Signed-off-by: Kent Overstreet <kent.overstreet@linux.dev>
Kent Overstreet [Sun, 17 Nov 2024 19:20:35 +0000 (14:20 -0500)]
bcachefs: journal keys: sort keys for interior nodes first
There's an unavoidable issue with btree lookups when we're overlaying
journal keys and the journal has many deletions for keys present in the
btree - peek operations will have to iterate over all those deletions to
find the next live key to return.
This is mainly a problem for lookups in interior nodes, if we have to
traverse to a leaf. Looking up an insert position in a leaf (for journal
replay) doesn't have to find the next live key, but walking down the
btree does.
So to ameloriate this, change journal key sort ordering so that we
replay keys from roots and interior nodes first.
Signed-off-by: Kent Overstreet <kent.overstreet@linux.dev>
Kent Overstreet [Sun, 17 Nov 2024 04:54:19 +0000 (23:54 -0500)]
bcachefs: kill bch2_journal_entries_free()
Signed-off-by: Kent Overstreet <kent.overstreet@linux.dev>
Kent Overstreet [Fri, 15 Nov 2024 04:03:40 +0000 (23:03 -0500)]
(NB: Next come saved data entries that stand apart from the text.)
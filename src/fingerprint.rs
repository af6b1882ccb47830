//! Content fingerprinting for upload deduplication.
//!
//! Fingerprints are computed over the raw uploaded bytes, before any parsing,
//! so the gate is independent of how (or whether) a file decodes.

use sha2::{Digest, Sha256};

/// Hex-encoded SHA-256 of one record kind's raw bytes. A kind uploaded as
/// several files hashes them in arrival order, so the same files in the same
/// order always produce the same fingerprint.
pub fn fingerprint_many<'a>(parts: impl IntoIterator<Item = &'a [u8]>) -> String {
    let mut hasher = Sha256::new();
    for part in parts {
        hasher.update(part);
    }
    format!("{:x}", hasher.finalize())
}
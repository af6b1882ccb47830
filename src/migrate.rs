//! Idempotent schema synchronization, run at startup before any ingestion.
//!
//! Three moves, in order: create missing tables, rebuild the legacy `cotacoes`
//! layout (renamed aside as a backup, never dropped), then add any canonical
//! columns an existing table lacks. Running against a current schema is a
//! no-op and the returned report says so.

use sqlx::{Row, SqlitePool};
use tracing::info;

/// What a migration run actually changed. Empty on an already-current schema.
#[derive(Debug, Default, PartialEq, Eq)]
pub struct MigrationReport {
    pub created_tables: Vec<String>,
    pub rebuilt_tables: Vec<String>,
    /// "table.column" entries added via ALTER TABLE.
    pub added_columns: Vec<String>,
}

impl MigrationReport {
    pub fn is_noop(&self) -> bool {
        self.created_tables.is_empty()
            && self.rebuilt_tables.is_empty()
            && self.added_columns.is_empty()
    }
}

// Expected data columns (beyond id/dataset_id), in schema order.

const DATASETS_COLUMNS: &[(&str, &str)] = &[
    ("name", "TEXT"),
    ("uploaded_by", "TEXT"),
    ("uploaded_at", "TIMESTAMP"),
    ("vendas_fingerprint", "TEXT"),
    ("cotacoes_fingerprint", "TEXT"),
    ("produtos_cotados_fingerprint", "TEXT"),
];

const VENDAS_COLUMNS: &[(&str, &str)] = &[
    ("cod_cliente", "TEXT"),
    ("cliente", "TEXT"),
    ("material", "TEXT"),
    ("produto", "TEXT"),
    ("unidade_negocio", "TEXT"),
    ("canal_distribuicao", "TEXT"),
    ("hier_produto_1", "TEXT"),
    ("hier_produto_2", "TEXT"),
    ("hier_produto_3", "TEXT"),
    ("data", "DATE"),
    ("data_faturamento", "DATE"),
    ("qtd_entrada", "REAL"),
    ("vlr_entrada", "REAL"),
    ("qtd_carteira", "REAL"),
    ("vlr_carteira", "REAL"),
    ("qtd_rol", "REAL"),
    ("vlr_rol", "REAL"),
];

const COTACOES_COLUMNS: &[(&str, &str)] = &[
    ("numero_cotacao", "TEXT"),
    ("numero_revisao", "TEXT"),
    ("linhas_cotacao", "TEXT"),
    ("status_cotacao", "TEXT"),
    ("cod_cliente", "TEXT"),
    ("cliente", "TEXT"),
    ("data", "DATE"),
];

const PRODUTOS_COTADOS_COLUMNS: &[(&str, &str)] = &[
    ("cotacao", "TEXT"),
    ("cod_cliente", "TEXT"),
    ("cliente", "TEXT"),
    ("centro_fornecedor", "TEXT"),
    ("material", "TEXT"),
    ("descricao", "TEXT"),
    ("quantidade", "REAL"),
    ("preco_liquido_unitario", "REAL"),
    ("preco_liquido_total", "REAL"),
];

/// Bring the persisted schema up to the current canonical layout.
pub async fn migrate(pool: &SqlitePool) -> sqlx::Result<MigrationReport> {
    let mut report = MigrationReport::default();

    ensure_table(pool, "datasets", &create_datasets_sql(), &mut report).await?;
    ensure_table(
        pool,
        "vendas",
        &create_records_sql("vendas", VENDAS_COLUMNS),
        &mut report,
    )
    .await?;
    ensure_table(
        pool,
        "cotacoes",
        &create_records_sql("cotacoes", COTACOES_COLUMNS),
        &mut report,
    )
    .await?;
    ensure_table(
        pool,
        "produtos_cotados",
        &create_records_sql("produtos_cotados", PRODUTOS_COTADOS_COLUMNS),
        &mut report,
    )
    .await?;

    rebuild_legacy_cotacoes(pool, &mut report).await?;

    add_missing_columns(pool, "datasets", DATASETS_COLUMNS, &mut report).await?;
    add_missing_columns(pool, "vendas", VENDAS_COLUMNS, &mut report).await?;
    add_missing_columns(pool, "cotacoes", COTACOES_COLUMNS, &mut report).await?;
    add_missing_columns(pool, "produtos_cotados", PRODUTOS_COTADOS_COLUMNS, &mut report).await?;

    create_indexes(pool).await?;

    if report.is_noop() {
        info!("Schema already current, nothing to do");
    } else {
        info!(
            created = report.created_tables.len(),
            rebuilt = report.rebuilt_tables.len(),
            added_columns = report.added_columns.len(),
            "Schema synchronized"
        );
    }

    Ok(report)
}

fn create_datasets_sql() -> String {
    let cols: Vec<String> = DATASETS_COLUMNS
        .iter()
        .map(|(name, ty)| match *name {
            "name" => format!("{} {} NOT NULL", name, ty),
            "uploaded_at" => format!("{} {} DEFAULT CURRENT_TIMESTAMP", name, ty),
            _ => format!("{} {}", name, ty),
        })
        .collect();
    format!(
        "CREATE TABLE IF NOT EXISTS datasets (\n            id INTEGER PRIMARY KEY AUTOINCREMENT,\n            {}\n        )",
        cols.join(",\n            ")
    )
}

fn create_records_sql(table: &str, columns: &[(&str, &str)]) -> String {
    let cols: Vec<String> = columns
        .iter()
        .map(|(name, ty)| format!("{} {}", name, ty))
        .collect();
    format!(
        "CREATE TABLE IF NOT EXISTS {} (\n            id INTEGER PRIMARY KEY AUTOINCREMENT,\n            dataset_id INTEGER,\n            {},\n            FOREIGN KEY (dataset_id) REFERENCES datasets (id)\n        )",
        table,
        cols.join(",\n            ")
    )
}

async fn table_exists(pool: &SqlitePool, table: &str) -> sqlx::Result<bool> {
    let row = sqlx::query("SELECT name FROM sqlite_master WHERE type = 'table' AND name = ?")
        .bind(table)
        .fetch_optional(pool)
        .await?;
    Ok(row.is_some())
}

/// Column names of an existing table, via PRAGMA introspection.
async fn table_columns(pool: &SqlitePool, table: &str) -> sqlx::Result<Vec<String>> {
    let rows = sqlx::query(&format!("PRAGMA table_info({})", table))
        .fetch_all(pool)
        .await?;
    Ok(rows.iter().map(|r| r.get::<String, _>("name")).collect())
}

async fn ensure_table(
    pool: &SqlitePool,
    table: &str,
    create_sql: &str,
    report: &mut MigrationReport,
) -> sqlx::Result<()> {
    if !table_exists(pool, table).await? {
        report.created_tables.push(table.to_string());
    }
    sqlx::query(create_sql).execute(pool).await?;
    Ok(())
}

/// The pre-registry `cotacoes` table carried per-material rows
/// (`material`/`quantidade` columns). That layout cannot be patched column by
/// column; it is renamed aside and the table recreated in the current shape.
async fn rebuild_legacy_cotacoes(
    pool: &SqlitePool,
    report: &mut MigrationReport,
) -> sqlx::Result<()> {
    let columns = table_columns(pool, "cotacoes").await?;
    let legacy = columns.iter().any(|c| c == "material" || c == "quantidade");
    if !legacy {
        return Ok(());
    }

    info!("Legacy cotacoes layout detected, rebuilding (old data kept in cotacoes_backup)");

    sqlx::query("DROP TABLE IF EXISTS cotacoes_backup")
        .execute(pool)
        .await?;
    sqlx::query("ALTER TABLE cotacoes RENAME TO cotacoes_backup")
        .execute(pool)
        .await?;
    sqlx::query(&create_records_sql("cotacoes", COTACOES_COLUMNS))
        .execute(pool)
        .await?;

    report.rebuilt_tables.push("cotacoes".to_string());
    Ok(())
}

async fn add_missing_columns(
    pool: &SqlitePool,
    table: &str,
    expected: &[(&str, &str)],
    report: &mut MigrationReport,
) -> sqlx::Result<()> {
    let existing = table_columns(pool, table).await?;

    for (name, ty) in expected {
        if existing.iter().any(|c| c == name) {
            continue;
        }
        sqlx::query(&format!("ALTER TABLE {} ADD COLUMN {} {}", table, name, ty))
            .execute(pool)
            .await?;
        info!("Added column {}.{}", table, name);
        report.added_columns.push(format!("{}.{}", table, name));
    }

    Ok(())
}

async fn create_indexes(pool: &SqlitePool) -> sqlx::Result<()> {
    for sql in [
        "CREATE INDEX IF NOT EXISTS idx_vendas_cliente_data ON vendas(cod_cliente, data)",
        "CREATE INDEX IF NOT EXISTS idx_vendas_material ON vendas(material)",
        "CREATE INDEX IF NOT EXISTS idx_cotacoes_cliente_data ON cotacoes(cod_cliente, data, numero_cotacao)",
        "CREATE INDEX IF NOT EXISTS idx_cotacoes_numero ON cotacoes(numero_cotacao)",
        "CREATE INDEX IF NOT EXISTS idx_produtos_cotados_cotacao ON produtos_cotados(cotacao)",
    ] {
        sqlx::query(sql).execute(pool).await?;
    }
    Ok(())
}

#[cfg(test)]
mod tests {
    use super::*;

    async fn memory_pool() -> SqlitePool {
        // One connection so the in-memory database is shared across queries.
        sqlx::sqlite::SqlitePoolOptions::new()
            .max_connections(1)
            .connect(":memory:")
            .await
            .unwrap()
    }

    #[tokio::test]
    async fn test_migrate_creates_all_tables() {
        let pool = memory_pool().await;
        let report = migrate(&pool).await.unwrap();
        assert_eq!(
            report.created_tables,
            vec!["datasets", "vendas", "cotacoes", "produtos_cotados"]
        );
        assert!(report.rebuilt_tables.is_empty());
    }

    #[tokio::test]
    async fn test_migrate_is_idempotent() {
        let pool = memory_pool().await;
        migrate(&pool).await.unwrap();
        let second = migrate(&pool).await.unwrap();
        assert!(second.is_noop(), "second run changed schema: {:?}", second);
    }

    #[tokio::test]
    async fn test_existing_column_is_not_re_added() {
        let pool = memory_pool().await;
        migrate(&pool).await.unwrap();
        let report = migrate(&pool).await.unwrap();
        assert!(
            !report
                .added_columns
                .iter()
                .any(|c| c == "cotacoes.numero_revisao"),
            "numero_revisao already present, must not be re-added"
        );
    }

    #[tokio::test]
    async fn test_additive_migration_fills_missing_column() {
        let pool = memory_pool().await;
        // Simulate a database from before numero_revisao existed.
        sqlx::query(
            "CREATE TABLE cotacoes (
                id INTEGER PRIMARY KEY AUTOINCREMENT,
                dataset_id INTEGER,
                numero_cotacao TEXT,
                linhas_cotacao TEXT,
                status_cotacao TEXT,
                cod_cliente TEXT,
                cliente TEXT,
                data DATE
            )",
        )
        .execute(&pool)
        .await
        .unwrap();

        let report = migrate(&pool).await.unwrap();
        assert!(report
            .added_columns
            .contains(&"cotacoes.numero_revisao".to_string()));

        let columns = table_columns(&pool, "cotacoes").await.unwrap();
        assert!(columns.contains(&"numero_revisao".to_string()));
    }

    #[tokio::test]
    async fn test_legacy_cotacoes_rebuilt_with_backup() {
        let pool = memory_pool().await;
        sqlx::query(
            "CREATE TABLE cotacoes (
                id INTEGER PRIMARY KEY AUTOINCREMENT,
                dataset_id INTEGER,
                numero_cotacao TEXT,
                cod_cliente TEXT,
                cliente TEXT,
                material TEXT,
                data DATE,
                quantidade REAL
            )",
        )
        .execute(&pool)
        .await
        .unwrap();
        sqlx::query(
            "INSERT INTO cotacoes (numero_cotacao, cod_cliente, material) VALUES ('Q-1', 'CLI001', '100001')",
        )
        .execute(&pool)
        .await
        .unwrap();

        let report = migrate(&pool).await.unwrap();
        assert_eq!(report.rebuilt_tables, vec!["cotacoes"]);

        // Old rows survive in the backup table.
        let backed_up: i64 = sqlx::query_scalar("SELECT COUNT(*) FROM cotacoes_backup")
            .fetch_one(&pool)
            .await
            .unwrap();
        assert_eq!(backed_up, 1);

        // New table has the current layout and no legacy columns.
        let columns = table_columns(&pool, "cotacoes").await.unwrap();
        assert!(columns.contains(&"numero_revisao".to_string()));
        assert!(!columns.contains(&"material".to_string()));

        // And a second run settles down.
        let second = migrate(&pool).await.unwrap();
        assert!(second.is_noop());
    }
}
bcachefs: Don't BUG_ON() when superblock feature wasn't set for compressed data
We don't allocate the mempools for compression/decompression unless we
need them - but that means there's an inconsistency to check for.
Reported-by: syzbot+cb3fbcfb417448cfd278@syzkaller.appspotmail.com
Signed-off-by: Kent Overstreet <kent.overstreet@linux.dev>
Kent Overstreet [Fri, 15 Nov 2024 05:52:20 +0000 (00:52 -0500)]
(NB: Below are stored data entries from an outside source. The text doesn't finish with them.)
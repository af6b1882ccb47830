//! Per-column value normalization: one semantic type and one absence
//! representation per column class.
//!
//! Fallback behavior is a named policy per class (`parse_or_default`
//! combinators), not an incidental effect of error handling: identifiers fall
//! back to null, material codes to [`MATERIAL_FALLBACK`], numbers to zero,
//! dates to the empty string. A malformed cell never aborts the row or the
//! table.

use crate::columns::RecordKind;
use crate::table::{Cell, Table};
use chrono::NaiveDate;

/// Fallback for material codes that survive sentinel cleansing but still fail
/// numeric parsing. Carried over from the historical ingestion behavior; note
/// that it collides with a legitimate all-zero material code, which is why it
/// is a named constant rather than a buried `unwrap_or`.
pub const MATERIAL_FALLBACK: &str = "0";

/// Semantic class of a canonical column, driving coercion and fallback.
#[derive(Debug, Clone, Copy, PartialEq, Eq)]
pub enum ColumnClass {
    /// Client codes, quotation numbers: string, trimmed, sentinel → null.
    Identifier,
    /// Material codes: numeric round-trip so "100001.0" and 100001 agree;
    /// unparsable → [`MATERIAL_FALLBACK`], never null.
    MaterialCode,
    /// Quantities and monetary values: decimal, unparsable → 0.0, never null.
    Numeric,
    /// Calendar dates: canonical YYYY-MM-DD, unparsable → empty string.
    Date,
    /// Free text: trimmed, sentinel → null, absence preserved.
    Text,
}

/// Class of a canonical column for the given record kind. Non-canonical
/// columns have no class and pass through normalization untouched.
pub fn column_class(kind: RecordKind, column: &str) -> Option<ColumnClass> {
    use ColumnClass::*;
    let class = match (kind, column) {
        (RecordKind::Vendas, "cod_cliente") => Identifier,
        (RecordKind::Vendas, "material") => MaterialCode,
        (RecordKind::Vendas, "data" | "data_faturamento") => Date,
        (
            RecordKind::Vendas,
            "qtd_entrada" | "vlr_entrada" | "qtd_carteira" | "vlr_carteira" | "qtd_rol"
            | "vlr_rol",
        ) => Numeric,
        (
            RecordKind::Vendas,
            "cliente" | "produto" | "unidade_negocio" | "canal_distribuicao" | "hier_produto_1"
            | "hier_produto_2" | "hier_produto_3",
        ) => Text,

        (RecordKind::Cotacoes, "numero_cotacao" | "cod_cliente") => Identifier,
        (RecordKind::Cotacoes, "data") => Date,
        (
            RecordKind::Cotacoes,
            "numero_revisao" | "linhas_cotacao" | "status_cotacao" | "cliente",
        ) => Text,

        (RecordKind::ProdutosCotados, "cotacao" | "cod_cliente") => Identifier,
        (RecordKind::ProdutosCotados, "material") => MaterialCode,
        (
            RecordKind::ProdutosCotados,
            "quantidade" | "preco_liquido_unitario" | "preco_liquido_total",
        ) => Numeric,
        (RecordKind::ProdutosCotados, "cliente" | "centro_fornecedor" | "descricao") => Text,

        _ => return None,
    };
    Some(class)
}

/// Sentinel strings that mean "absent" in the source exports, not a value.
fn is_absent(s: &str) -> bool {
    let t = s.trim();
    t.is_empty() || matches!(t, "None" | "none" | "NONE" | "nan" | "NaN" | "NAN")
}

// ============================================================================
// parse_or_default combinators, one per column class
// ============================================================================

/// Identifier: trimmed string, sentinel → true null.
fn identifier_or_null(raw: &str) -> Cell {
    if is_absent(raw) {
        Cell::Null
    } else {
        Cell::Text(raw.trim().to_string())
    }
}

/// Material code: float → int → string round-trip; anything unparsable
/// (including sentinels) becomes [`MATERIAL_FALLBACK`].
fn material_or_fallback(raw: &str) -> Cell {
    let t = raw.trim();
    if is_absent(t) {
        return Cell::Text(MATERIAL_FALLBACK.to_string());
    }
    match t.parse::<f64>() {
        Ok(n) if n.is_finite() => Cell::Text(format!("{}", n.trunc() as i64)),
        _ => Cell::Text(MATERIAL_FALLBACK.to_string()),
    }
}

/// Number: plain decimal first, then Brazilian grouping ("1.234,56"); anything
/// unparsable becomes zero, never null.
fn number_or_zero(raw: &str) -> f64 {
    let t = raw.trim();
    if is_absent(t) {
        return 0.0;
    }
    if let Ok(n) = t.parse::<f64>() {
        if n.is_finite() {
            return n;
        }
    }
    if t.contains(',') {
        let reshaped = t.replace('.', "").replace(',', ".");
        if let Ok(n) = reshaped.parse::<f64>() {
            if n.is_finite() {
                return n;
            }
        }
    }
    0.0
}

const DATE_FORMATS: &[&str] = &["%Y-%m-%d", "%d/%m/%Y", "%d-%m-%Y", "%d.%m.%Y"];
const DATETIME_FORMATS: &[&str] = &[
    "%Y-%m-%dT%H:%M:%S",
    "%Y-%m-%d %H:%M:%S",
    "%d/%m/%Y %H:%M:%S",
];

/// Date: permissive parse (ISO and day-first forms, with or without a time
/// component) rendered to YYYY-MM-DD; unparsable → empty string.
fn date_or_empty(raw: &str) -> String {
    let t = raw.trim();
    if is_absent(t) {
        return String::new();
    }
    for fmt in DATE_FORMATS {
        if let Ok(d) = NaiveDate::parse_from_str(t, fmt) {
            return d.format("%Y-%m-%d").to_string();
        }
    }
    for fmt in DATETIME_FORMATS {
        if let Ok(dt) = chrono::NaiveDateTime::parse_from_str(t, fmt) {
            return dt.date().format("%Y-%m-%d").to_string();
        }
    }
    String::new()
}

/// Free text: trimmed, sentinel → null.
fn text_or_null(raw: &str) -> Cell {
    if is_absent(raw) {
        Cell::Null
    } else {
        Cell::Text(raw.trim().to_string())
    }
}

/// Apply one class's coercion to one cell. Already-typed cells (from a prior
/// normalization pass) are left alone, which makes the whole thing idempotent.
fn normalize_cell(class: ColumnClass, cell: &Cell) -> Cell {
    match (class, cell) {
        (ColumnClass::Identifier, Cell::Text(s)) => identifier_or_null(s),
        (ColumnClass::Identifier, Cell::Null) => Cell::Null,

        (ColumnClass::MaterialCode, Cell::Text(s)) => material_or_fallback(s),
        (ColumnClass::MaterialCode, Cell::Null) => Cell::Text(MATERIAL_FALLBACK.to_string()),
        (ColumnClass::MaterialCode, Cell::Number(n)) => {
            Cell::Text(format!("{}", n.trunc() as i64))
        }

        (ColumnClass::Numeric, Cell::Text(s)) => Cell::Number(number_or_zero(s)),
        (ColumnClass::Numeric, Cell::Null) => Cell::Number(0.0),
        (ColumnClass::Numeric, Cell::Number(n)) => Cell::Number(*n),

        (ColumnClass::Date, Cell::Text(s)) => Cell::Date(date_or_empty(s)),
        (ColumnClass::Date, Cell::Null) => Cell::Date(String::new()),
        (ColumnClass::Date, Cell::Date(d)) => Cell::Date(d.clone()),

        (ColumnClass::Text, Cell::Text(s)) => text_or_null(s),
        (ColumnClass::Text, Cell::Null) => Cell::Null,

        // Anything else is already in (or past) canonical form.
        (_, other) => other.clone(),
    }
}

/// Normalize every canonical column of the table; returns a new table, the
/// input is untouched. Columns without a class pass through unchanged.
pub fn normalize(kind: RecordKind, table: &Table) -> Table {
    let classes: Vec<Option<ColumnClass>> = table
        .columns
        .iter()
        .map(|c| column_class(kind, c))
        .collect();

    let rows = table
        .rows
        .iter()
        .map(|row| {
            row.iter()
                .zip(&classes)
                .map(|(cell, class)| match class {
                    Some(class) => normalize_cell(*class, cell),
                    None => cell.clone(),
                })
                .collect()
        })
        .collect();

    Table {
        columns: table.columns.clone(),
        rows,
    }
}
bcachefs: Don't use a shared decompress workspace mempool
gzip and zstd require different decompress workspace sizes, and if we
start with one and then start using the other at runtime we may not get
the correct size
Signed-off-by: Kent Overstreet <kent.overstreet@linux.dev>
Kent Overstreet [Sun, 17 Nov 2024 02:03:53 +0000 (21:03 -0500)]
bcachefs: compression workspaces should be indexed by opt, not type
type includes lz4 and lz4_old, which do not get different compression
workspaces, and incompressible, a fake type - BCH_COMPRESSION_OPTS() is
the correct enum to use.
Signed-off-by: Kent Overstreet <kent.overstreet@linux.dev>
Kent Overstreet [Sun, 17 Nov 2024 08:31:01 +0000 (03:31 -0500)]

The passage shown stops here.